1994

1994
Total votes: 12 (75%)
1984
Total votes: 4 (25%)
Total votes: 16

Re: Music Vintage Year - 1994

43
Although I don't think I discovered any of it until the following year, Skin Graft had a banner year in 1994. These records all meant a lot to me

Mount Shasta-Who's the Hottie?
Dazzling Killmen-Face of Collapse
Brice-Glace-When in Vanitas

Of course, a lot of what I think about when I think about 1994 in music was the months of reverberations brought on by FM Steve's letter to the Chicago Reader. I think the letter was published in January and I remember reading some response to it or response to the response to or response etc until I moved away from Chicago in late August.

Re: Music Vintage Year - 1994

45
OrthodoxEaster wrote: Fri Mar 15, 2024 8:16 am But I was also getting the impression that independent rock was fraying into far less appealing (to me, anyway) commercial and/or niche (electronic, so-called post-rock, free noise) directions.
Dinosaur Jr.'s Without a Sound is an example of the ossification going on with some of the established bands.

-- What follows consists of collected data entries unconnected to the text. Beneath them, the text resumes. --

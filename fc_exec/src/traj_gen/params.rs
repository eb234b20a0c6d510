//! Trajectory generation parameters

// ---------------------------------------------------------------------------
// IMPORTS
// ---------------------------------------------------------------------------

use serde::{Deserialize, Serialize};
use std::f64::consts::PI;
use util::params::Validate;

// ---------------------------------------------------------------------------
// CONSTANTS
// ---------------------------------------------------------------------------

/// Default acceleration bound of straight line trajectories.
///
/// Units: meters/second^2
pub const STRAIGHT_LINE_A_MAX_MSS: f64 = 9.81 / 3.0;

/// Default acceleration bound of leader trajectories, 0.6 m/s around a 0.8 m circle.
///
/// Units: meters/second^2
pub const LEADER_A_MAX_MSS: f64 = 0.6 * 0.6 / 0.8;

// ---------------------------------------------------------------------------
// DATA STRUCTURES
// ---------------------------------------------------------------------------

/// Parameters of the trajectory generator executable.
#[derive(Debug, Clone, PartialEq, Serialize, Deserialize)]
#[serde(default)]
pub struct TrajGenParams {
    /// Trajectories to run, in order.
    pub trajectories: Vec<TrajectorySpec>,

    /// Time to keep holding the last target after the sequence completes.
    ///
    /// Units: seconds
    pub hold_s: f64,
}

#[derive(Debug, Clone, PartialEq, Serialize, Deserialize)]
#[serde(default)]
pub struct StraightLineParams {
    /// Units: meters
    pub start_m: [f64; 3],

    /// Units: meters
    pub end_m: [f64; 3],

    /// Units: meters/second^2
    pub a_max_mss: f64,

    /// Yaw held along the line.
    ///
    /// Units: degrees
    pub yaw_deg: f64,

    /// Carrier position relative to the target, for load transport.
    ///
    /// Units: meters
    pub carrier_offset_m: [f64; 3],
}

#[derive(Debug, Clone, PartialEq, Serialize, Deserialize)]
#[serde(default)]
pub struct LeaderParams {
    /// Centre of the leader's circle.
    ///
    /// Units: meters
    pub mid_m: [f64; 3],

    /// Start point of the leader, also the initial target position.
    ///
    /// Units: meters
    pub start_m: [f64; 3],

    /// Initial velocity of the leader. Only its component tangential to the circle gives the
    /// direction of travel, its magnitude gives the requested speed.
    ///
    /// Units: meters/second
    pub velocity_ms: [f64; 3],

    /// Angle travelled around the circle before completion.
    ///
    /// Units: radians
    pub angle_rad: f64,

    /// Units: meters/second^2
    pub a_max_mss: f64,

    /// Gain of the attractive field towards the leader.
    pub field_gain: f64,

    /// Saturation of the attractive field.
    ///
    /// Units: meters/second^2
    pub field_max_acc_mss: f64,

    /// Units: degrees
    pub yaw_deg: f64,

    /// Carrier position relative to the target, for load transport.
    ///
    /// Units: meters
    pub carrier_offset_m: [f64; 3],
}

// ---------------------------------------------------------------------------
// ENUMERATIONS
// ---------------------------------------------------------------------------

/// Description of one trajectory in the sequence.
#[derive(Debug, Clone, PartialEq, Serialize, Deserialize)]
#[serde(tag = "type", rename_all = "snake_case")]
pub enum TrajectorySpec {
    StraightLine(StraightLineParams),
    LeaderFollower(LeaderParams),
}

// ---------------------------------------------------------------------------
// IMPLEMENTATIONS
// ---------------------------------------------------------------------------

impl TrajectorySpec {
    /// Carrier offset published with every target of this trajectory.
    pub fn carrier_offset_m(&self) -> [f64; 3] {
        match self {
            TrajectorySpec::StraightLine(p) => p.carrier_offset_m,
            TrajectorySpec::LeaderFollower(p) => p.carrier_offset_m,
        }
    }
}

impl TrajGenParams {
    /// Point on the floor below the start of the first trajectory.
    pub fn take_off_point(&self) -> [f64; 3] {
        let start = match self.trajectories.first() {
            Some(TrajectorySpec::StraightLine(p)) => p.start_m,
            Some(TrajectorySpec::LeaderFollower(p)) => p.start_m,
            None => [0.0; 3],
        };

        [start[0], start[1], 0.0]
    }
}

impl Default for TrajGenParams {
    fn default() -> Self {
        Self {
            trajectories: vec![TrajectorySpec::StraightLine(StraightLineParams::default())],
            hold_s: 2.0,
        }
    }
}

impl Default for StraightLineParams {
    fn default() -> Self {
        Self {
            start_m: [0.0, 0.0, 0.2],
            end_m: [0.0, 0.0, 0.6],
            a_max_mss: STRAIGHT_LINE_A_MAX_MSS,
            yaw_deg: 0.0,
            carrier_offset_m: [0.0; 3],
        }
    }
}

impl Default for LeaderParams {
    fn default() -> Self {
        Self {
            mid_m: [0.0, 0.0, 0.6],
            start_m: [0.8, 0.0, 0.6],
            velocity_ms: [0.0, 0.5, 0.0],
            angle_rad: 2.0 * PI,
            a_max_mss: LEADER_A_MAX_MSS,
            field_gain: 1.0,
            field_max_acc_mss: LEADER_A_MAX_MSS,
            yaw_deg: 0.0,
            carrier_offset_m: [0.0; 3],
        }
    }
}

impl Validate for TrajGenParams {
    fn validate(&mut self) -> Vec<&'static str> {
        let mut reset = vec![];

        if !(self.hold_s.is_finite() && self.hold_s >= 0.0) {
            self.hold_s = Self::default().hold_s;
            reset.push("hold_s");
        }

        for spec in self.trajectories.iter_mut() {
            match spec {
                TrajectorySpec::StraightLine(p) => reset.extend(p.validate()),
                TrajectorySpec::LeaderFollower(p) => reset.extend(p.validate()),
            }
        }

        reset
    }
}

impl Validate for StraightLineParams {
    fn validate(&mut self) -> Vec<&'static str> {
        let mut reset = vec![];
        let def = Self::default();

        if !all_finite(&self.start_m) {
            self.start_m = def.start_m;
            reset.push("start_m");
        }
        if !all_finite(&self.end_m) {
            self.end_m = def.end_m;
            reset.push("end_m");
        }
        if !positive(self.a_max_mss) {
            self.a_max_mss = def.a_max_mss;
            reset.push("a_max_mss");
        }
        if !self.yaw_deg.is_finite() {
            self.yaw_deg = def.yaw_deg;
            reset.push("yaw_deg");
        }
        if !all_finite(&self.carrier_offset_m) {
            self.carrier_offset_m = def.carrier_offset_m;
            reset.push("carrier_offset_m");
        }

        reset
    }
}

impl Validate for LeaderParams {
    fn validate(&mut self) -> Vec<&'static str> {
        let mut reset = vec![];
        let def = Self::default();

        if !all_finite(&self.mid_m) {
            self.mid_m = def.mid_m;
            reset.push("mid_m");
        }
        if !all_finite(&self.start_m) {
            self.start_m = def.start_m;
            reset.push("start_m");
        }
        if !all_finite(&self.velocity_ms) {
            self.velocity_ms = def.velocity_ms;
            reset.push("velocity_ms");
        }
        if !(self.angle_rad.is_finite() && self.angle_rad >= 0.0) {
            self.angle_rad = def.angle_rad;
            reset.push("angle_rad");
        }
        if !positive(self.a_max_mss) {
            self.a_max_mss = def.a_max_mss;
            reset.push("a_max_mss");
        }
        if !(self.field_gain.is_finite() && self.field_gain >= 0.0) {
            self.field_gain = def.field_gain;
            reset.push("field_gain");
        }
        if !positive(self.field_max_acc_mss) {
            self.field_max_acc_mss = def.field_max_acc_mss;
            reset.push("field_max_acc_mss");
        }
        if !self.yaw_deg.is_finite() {
            self.yaw_deg = def.yaw_deg;
            reset.push("yaw_deg");
        }
        if !all_finite(&self.carrier_offset_m) {
            self.carrier_offset_m = def.carrier_offset_m;
            reset.push("carrier_offset_m");
        }

        reset
    }
}

fn all_finite(v: &[f64; 3]) -> bool {
    v.iter().all(|x| x.is_finite())
}

fn positive(v: f64) -> bool {
    v.is_finite() && v > 0.0
}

Also worth noting is that the Pulp Fiction soundtrack came out that year, and I would say that was a pretty significant touchstone for the surf revival, and oldies in general before Wes Anderson ruined cinema and music, for everyone, for all time, a few years later.

Re: Music Vintage Year - 1994

48
losthighway wrote: Fri Mar 15, 2024 7:49 am ^ Incredible list. The last few years of the 90's don't hold a candle!

A quick look at 1984 (which might be a joke here but just in case):

The Smiths- S/T
Echo and the Bunnymen - Ocean Rain
REM- Reckoning
Metallica -Ride the Lightning
Husker Du - Zen Arcade
The Replacements -Let It Be
Minutemen- Double Nickels
The Fat Boys - Fat Boys
1904 had some jams as well https://archive.org/details/78rpm?tab=c ... %221904%22
Formerly LouisSandwich and LotharSandwich, but I can never recover passwords somehow.

Re: Music Vintage Year - 1994

50
the letter o wrote: Sat Mar 23, 2024 5:04 am Scanning the thread and seeing no mention of Hex by Bark Psychosis and Disco Inferno's DI Go Pop so far.

Has that strand of early-period UK post-rock fallen a little out of favour nowadays?
An odd one for me as those are records I didn't drift towards until the turn of the millennium, so I don't know if they were much in favour on release to begin with.